Les conséquences des disputes devant les enfants

Discuter devant un enfant en bas âge est traditionnellement mal vu, car cela peut engendrer des conséquences négatives pour lui. En effet, un enfant qui assiste à une dispute entre adultes ne perçoit pas simplement un conflit, mais peut croire que la situation est de sa faute.

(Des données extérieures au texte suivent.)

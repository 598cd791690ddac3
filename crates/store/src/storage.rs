use std::{
    collections::HashMap,
    path::PathBuf,
    sync::RwLock,
};

use async_trait::async_trait;

use crate::{Error, Result};

/// Raw key-value persistence. Implementations must make `save` atomic per
/// key: a concurrent `load` sees either the old or the new bytes.
#[async_trait]
pub trait Storage: Send + Sync {
    async fn load(&self, key: &str) -> Result<Option<Vec<u8>>>;
    async fn save(&self, key: &str, bytes: &[u8]) -> Result<()>;
    async fn delete(&self, key: &str) -> Result<()>;
}

// ── In-memory implementation ─────────────────────────────────────────

/// Process-local storage. Nothing survives a restart.
#[derive(Debug, Default)]
pub struct MemoryStorage {
    entries: RwLock<HashMap<String, Vec<u8>>>,
}

impl MemoryStorage {
    pub fn new() -> Self {
        Self::default()
    }

    pub fn len(&self) -> usize {
        self.entries.read().unwrap_or_else(|e| e.into_inner()).len()
    }

    pub fn is_empty(&self) -> bool {
        self.len() == 0
    }
}

#[async_trait]
impl Storage for MemoryStorage {
    async fn load(&self, key: &str) -> Result<Option<Vec<u8>>> {
        let entries = self.entries.read().unwrap_or_else(|e| e.into_inner());
        Ok(entries.get(key).cloned())
    }

    async fn save(&self, key: &str, bytes: &[u8]) -> Result<()> {
        let mut entries = self.entries.write().unwrap_or_else(|e| e.into_inner());
        entries.insert(key.to_string(), bytes.to_vec());
        Ok(())
    }

    async fn delete(&self, key: &str) -> Result<()> {
        let mut entries = self.entries.write().unwrap_or_else(|e| e.into_inner());
        entries.remove(key);
        Ok(())
    }
}

// ── File-backed implementation ───────────────────────────────────────

/// Stores each key as `<data_dir>/<key>.json`.
///
/// Writes go to a temporary sibling first and are then renamed over the
/// target, so a crash mid-write never leaves a truncated record behind.
#[derive(Debug, Clone)]
pub struct FileStorage {
    data_dir: PathBuf,
}

impl FileStorage {
    pub fn new(data_dir: impl Into<PathBuf>) -> Self {
        Self {
            data_dir: data_dir.into(),
        }
    }

    fn file_path(&self, key: &str) -> Result<PathBuf> {
        validate_key(key)?;
        Ok(self.data_dir.join(format!("{key}.json")))
    }
}

/// Keys become file names, so only a conservative character set is allowed.
fn validate_key(key: &str) -> Result<()> {
    let valid = !key.is_empty()
        && key
            .chars()
            .all(|c| c.is_ascii_alphanumeric() || c == '-' || c == '_');
    if valid {
        Ok(())
    } else {
        Err(Error::message(format!("invalid storage key: {key:?}")))
    }
}

#[async_trait]
impl Storage for FileStorage {
    async fn load(&self, key: &str) -> Result<Option<Vec<u8>>> {
        let path = self.file_path(key)?;
        match tokio::fs::read(&path).await {
            Ok(bytes) => Ok(Some(bytes)),
            Err(e) if e.kind() == std::io::ErrorKind::NotFound => Ok(None),
            Err(e) => Err(e.into()),
        }
    }

    async fn save(&self, key: &str, bytes: &[u8]) -> Result<()> {
        let path = self.file_path(key)?;
        tokio::fs::create_dir_all(&self.data_dir).await?;
        let tmp = path.with_extension("json.tmp");
        tokio::fs::write(&tmp, bytes).await?;
        tokio::fs::rename(&tmp, &path).await?;
        Ok(())
    }

    async fn delete(&self, key: &str) -> Result<()> {
        let path = self.file_path(key)?;
        match tokio::fs::remove_file(&path).await {
            Ok(()) => Ok(()),
            Err(e) if e.kind() == std::io::ErrorKind::NotFound => Ok(()),
            Err(e) => Err(e.into()),
        }
    }
}
use {
    secrecy::{ExposeSecret, Secret},
    serde::{Deserialize, Serialize},
};

/// Configuration for the Discord bot account.
#[derive(Clone, Serialize, Deserialize)]
#[serde(default)]
pub struct DiscordConfig {
    /// Discord bot token.
    #[serde(serialize_with = "serialize_secret")]
    pub token: Secret<String>,

    /// Register the `/appmonitor` slash command when the bot connects.
    pub register_commands: bool,
}

impl std::fmt::Debug for DiscordConfig {
    fn fmt(&self, f: &mut std::fmt::Formatter<'_>) -> std::fmt::Result {
        f.debug_struct("DiscordConfig")
            .field("token", &"[REDACTED]")
            .field("register_commands", &self.register_commands)
            .finish()
    }
}

impl Default for DiscordConfig {
    fn default() -> Self {
        Self {
            token: Secret::new(String::new()),
            register_commands: true,
        }
    }
}

impl DiscordConfig {
    pub fn has_token(&self) -> bool {
        !self.token.expose_secret().trim().is_empty()
    }
}

fn serialize_secret<S: serde::Serializer>(
    secret: &Secret<String>,
    serializer: S,
) -> Result<S::Ok, S::Error> {
    serializer.serialize_str(secret.expose_secret())
}

#[cfg(test)]
mod tests {
    use super::*;

    #[test]
    fn config_defaults() {
        let cfg = DiscordConfig::default();
        assert!(!cfg.has_token());
        assert!(cfg.register_commands);
    }

    #[test]
    fn config_parses_partial_json() {
        let json = serde_json::json!({ "token": "Bot MTIzNDU2.example" });
        let cfg: DiscordConfig =
            serde_json::from_value(json).unwrap_or_else(|e| panic!("parse failed: {e}"));
        assert!(cfg.has_token());
        assert_eq!(cfg.token.expose_secret(), "Bot MTIzNDU2.example");
        assert!(cfg.register_commands);
    }

    #[test]
    fn whitespace_token_counts_as_missing() {
        let cfg = DiscordConfig {
            token: Secret::new("   ".into()),
            ..Default::default()
        };
        assert!(!cfg.has_token());
    }

    #[test]
    fn config_round_trip() {
        let cfg = DiscordConfig {
            token: Secret::new("abc".into()),
            register_commands: false,
        };
        let value = serde_json::to_value(&cfg).unwrap_or_else(|e| panic!("serialize failed: {e}"));
        assert_eq!(value["token"], "abc");
        let back: DiscordConfig =
            serde_json::from_value(value).unwrap_or_else(|e| panic!("re-parse failed: {e}"));
        assert!(!back.register_commands);
    }

    #[test]
    fn debug_redacts_token() {
        let cfg = DiscordConfig {
            token: Secret::new("super-secret-bot-token".into()),
            ..Default::default()
        };
        let debug = format!("{cfg:?}");
        assert!(debug.contains("[REDACTED]"));
        assert!(!debug.contains("super-secret-bot-token"));
        assert!(debug.contains("register_commands"));
    }
}
use std::sync::Arc;

use {
    serenity::{
        all::{
            ChunkGuildFilter, Context, EventHandler, GatewayIntents, Guild,
            GuildMemberUpdateEvent, Interaction, Member, Ready, Timestamp, UnavailableGuild, User,
        },
        async_trait,
    },
    time::OffsetDateTime,
    tracing::{debug, info, warn},
};

use {
    appmonitor_dispatch::{Applicant, ApplicationEvent, DispatchResult, EventDispatcher, UserId},
    appmonitor_store::{ConfigStore, GuildId},
};

/// Required gateway intents. `GUILD_MEMBERS` is privileged and must be
/// enabled for the application in the developer portal.
pub fn required_intents() -> GatewayIntents {
    GatewayIntents::GUILDS | GatewayIntents::GUILD_MEMBERS
}

/// Serenity event handler feeding member events into the dispatcher.
pub struct Handler {
    pub dispatcher: Arc<EventDispatcher>,
    pub store: Arc<ConfigStore>,
    pub register_commands: bool,
}

fn to_offset_datetime(ts: Timestamp) -> Option<OffsetDateTime> {
    OffsetDateTime::from_unix_timestamp(ts.unix_timestamp()).ok()
}

/// A member passed membership screening when the cached previous state was
/// pending and the update is not. Without a cached previous state the
/// transition cannot be observed.
pub fn screening_completed(was_pending: Option<bool>, is_pending: bool) -> bool {
    was_pending == Some(true) && !is_pending
}

fn applicant_from_user(user: &User, nick: Option<&str>, joined_at: Option<Timestamp>) -> Applicant {
    let display_name = nick
        .or(user.global_name.as_deref())
        .unwrap_or(&user.name)
        .to_string();
    Applicant {
        user_id: UserId(user.id.get()),
        display_name,
        tag: user.tag(),
        avatar_url: user.avatar_url(),
        account_created: to_offset_datetime(user.created_at()),
        joined_at: joined_at.and_then(to_offset_datetime),
    }
}

/// Turn a join into a submission. Members who skip screening are not
/// applicants. The event time is the join time when Discord reports one.
pub fn submission_event(member: &Member, now: OffsetDateTime) -> Option<ApplicationEvent> {
    if !member.pending {
        return None;
    }
    let applicant = applicant_from_user(&member.user, member.nick.as_deref(), member.joined_at);
    let timestamp = applicant.joined_at.unwrap_or(now);
    Some(ApplicationEvent::submitted(
        GuildId(member.guild_id.get()),
        applicant,
        timestamp,
    ))
}

/// Turn a member update into an approval, timestamped `now`.
pub fn approval_event(
    old: Option<&Member>,
    update: &GuildMemberUpdateEvent,
    now: OffsetDateTime,
) -> Option<ApplicationEvent> {
    if !screening_completed(old.map(|m| m.pending), update.pending) {
        return None;
    }
    let applicant =
        applicant_from_user(&update.user, update.nick.as_deref(), Some(update.joined_at));
    Some(ApplicationEvent::approved(
        GuildId(update.guild_id.get()),
        applicant,
        now,
    ))
}

/// GUILD_CREATE only carries a partial member list for larger guilds.
fn needs_member_chunk(member_count: u64, cached_members: usize) -> bool {
    u64::try_from(cached_members).unwrap_or(u64::MAX) < member_count
}

impl Handler {
    async fn dispatch(&self, event: ApplicationEvent) {
        let guild_id = event.guild_id;
        let user_id = event.applicant.user_id;
        match self.dispatcher.handle(event).await {
            DispatchResult::Dispatched(request) => debug!(
                %guild_id,
                %user_id,
                kind = %request.kind,
                "application event dispatched"
            ),
            DispatchResult::Suppressed(reason) => debug!(
                %guild_id,
                %user_id,
                %reason,
                "application event suppressed"
            ),
        }
    }
}

#[async_trait]
impl EventHandler for Handler {
    async fn ready(&self, ctx: Context, ready: Ready) {
        info!(
            bot_user = %ready.user.name,
            guilds = ready.guilds.len(),
            "Discord bot connected as {}",
            ready.user.name,
        );

        if self.register_commands {
            crate::commands::register_global_commands(&ctx).await;
        }
    }

    async fn interaction_create(&self, ctx: Context, interaction: Interaction) {
        crate::commands::handle_interaction(&ctx, &interaction, &self.store).await;
    }

    async fn guild_create(&self, ctx: Context, guild: Guild, _is_new: Option<bool>) {
        // Approvals are only seen for members whose pending state is cached.
        if !needs_member_chunk(guild.member_count, guild.members.len()) {
            return;
        }
        debug!(
            guild_id = %guild.id,
            member_count = guild.member_count,
            cached = guild.members.len(),
            "requesting guild member chunks"
        );
        ctx.shard
            .chunk_guild(guild.id, None, false, ChunkGuildFilter::None, None);
    }

    async fn guild_member_addition(&self, _ctx: Context, new_member: Member) {
        let Some(event) = submission_event(&new_member, OffsetDateTime::now_utc()) else {
            return;
        };
        info!(
            guild_id = %event.guild_id,
            user_id = %event.applicant.user_id,
            "membership application submitted"
        );
        self.dispatch(event).await;
    }

    async fn guild_member_update(
        &self,
        _ctx: Context,
        old_if_available: Option<Member>,
        _new: Option<Member>,
        update: GuildMemberUpdateEvent,
    ) {
        let Some(event) =
            approval_event(old_if_available.as_ref(), &update, OffsetDateTime::now_utc())
        else {
            return;
        };
        info!(
            guild_id = %event.guild_id,
            user_id = %event.applicant.user_id,
            "membership application approved"
        );
        self.dispatch(event).await;
    }

    async fn guild_delete(&self, _ctx: Context, incomplete: UnavailableGuild, _full: Option<Guild>) {
        // `unavailable` means an outage, not a removal.
        if incomplete.unavailable {
            return;
        }

        let guild_id = GuildId(incomplete.id.get());
        match self.store.remove(guild_id).await {
            Ok(()) => info!(%guild_id, "bot removed from guild, settings dropped"),
            Err(e) => warn!(%guild_id, "failed to drop settings for departed guild: {e}"),
        }
    }
}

La psychologie du développement et l’autoculpabilité

La psychologie du développement et la neurobiologie éclairent ce phénomène. Jean Piaget a mis en évidence que les jeunes enfants ont un pensée egocentrique, où ils interprètent le monde exclusivement à travers leur propre perspective. Des chercheurs comme Wesley Rholes et John Finchman ont prouvé que les enfants attribuent souvent la responsabilité des conflits familiaux à eux-mêmes, surtout lorsque les causes leur échappent.

L’impact émotionnel des conflits familiaux

Les enfants exposés à des disputes fréquentes ou intenses risquent de développer de l’anxiété, du stress ou un sentiment de culpabilité. Des études menées par Edward Cummings et Patrick Davies à l’Université de Notre Dame ont révélé que les conflits non résolus entre les parents nuisent à la capacité des enfants à réguler leurs émotions et à ressentir un sentiment de sécurité.

Des risques à long terme

De plus, d’autres recherches indiquent que la tension familiale accrue peut augmenter le risque de problèmes émotionnels chez les enfants au fil des ans.

Comment gérer les disputes en présence des enfants

Alors, comment gérer les conflits devant les enfants ? Éviter de discuter peut sembler impossible, surtout dans un cadre de vie commun. Le véritable enjeu est donc la manière dont les adultes gèrent ces situations et les expliquent aux enfants par la suite.

Clarté et communication

Les psychologues s’accordent à dire que les parents doivent clarifier que les désaccords n’impliquent pas l’enfant, afin d’atténuer ses sentiments de culpabilité et de renforcer le lien émotionnel qui les unit.

Ce que la science dit sur le cerveau

Sur le plan neurologique, lorsqu’une personne ressent de la colère, l’amygdale, responsable de la gestion des émotions, s’active. Bien que le cortex préfrontal puisse atténuer cette réaction, durant une crise de colère, il est difficile de retrouver son calme. Dans ce contexte, le comportement calme des parents peut agir comme un “ancrage” émotionnel, offrant un modèle de régulation émotionnelle que l’enfant n’est pas encore capable d’atteindre seul.

Établir un lien émotionnel solide

Finalement, comprendre les émotions, tant personnelles qu’autrales, est un apprentissage essentiel. Les enfants n’ont pas besoin de voir disparaître les disputes ; ils doivent plutôt apprendre que ces tensions ne mettent pas en danger leur sécurité ni leur valeur personnelle. Cette compréhension se cultive par le dialogue, la présence et une cohérence émotionnelle.

L’importance de l’éducation émotionnelle

La science atteste que le véritable antidote à la culpabilité chez l’enfant n’est pas l’aspiration à la perfection chez les adultes, mais l’opportunité d’enseigner, à travers chaque conflit, que l’amour et le désaccord peuvent coexister sans compromettre le lien familial.